Григорий Ефимыч отошел, сел в лодку.
А Нюра все стояла и смотрела на прогоревший костер, еще тлела смутная надежда — вдруг да придет. Вся прежняя жизнь ее казалась сейчас долгой и счастливой в ожидании непознанных радостей и тревог: «А что-то завтра?»

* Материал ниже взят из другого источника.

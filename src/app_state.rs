//! Shared application state injected into all Axum handlers.

use std::sync::Arc;

use tokio_util::sync::CancellationToken;

use crate::capture::FrameSupply;
use crate::config::GatewayConfig;
use crate::domain::ConnectionRegistry;

/// Shared application state available to all handlers via Axum's
/// `State` extractor.
#[derive(Debug, Clone)]
pub struct AppState {
    /// Capacity-bounded registry of attached sessions.
    pub registry: Arc<ConnectionRegistry>,
    /// Process-level frame source handle.
    pub frames: FrameSupply,
    /// Configuration snapshot, for health/info payloads.
    pub config: Arc<GatewayConfig>,
    /// Root shutdown token; sessions derive child tokens from it.
    pub shutdown: CancellationToken,
}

«Вот оно: «Что-то завтра?» Недавно я обалдевала от любви и радости, а теперь вот мне худо, очень худо, — горько думала она и ничего не могла поделать с собой, сильно крепилась, чтобы не разреветься, не упасть и не забиться в плаче подле одинокой обгорелой рогульки. — Где ты? — Но ни в безысходности, ни в крике, готовом вот-вот вырваться, не было злости на него. Было лишь некое сожаление, ей казалось, что он не понял ее, но утешала предопределенность судьбы — она, Нюра, на всю жизнь его, и от этого никуда не денешься, но осознает он это и опечалится потом, после подаренных жизнью страданий и горя».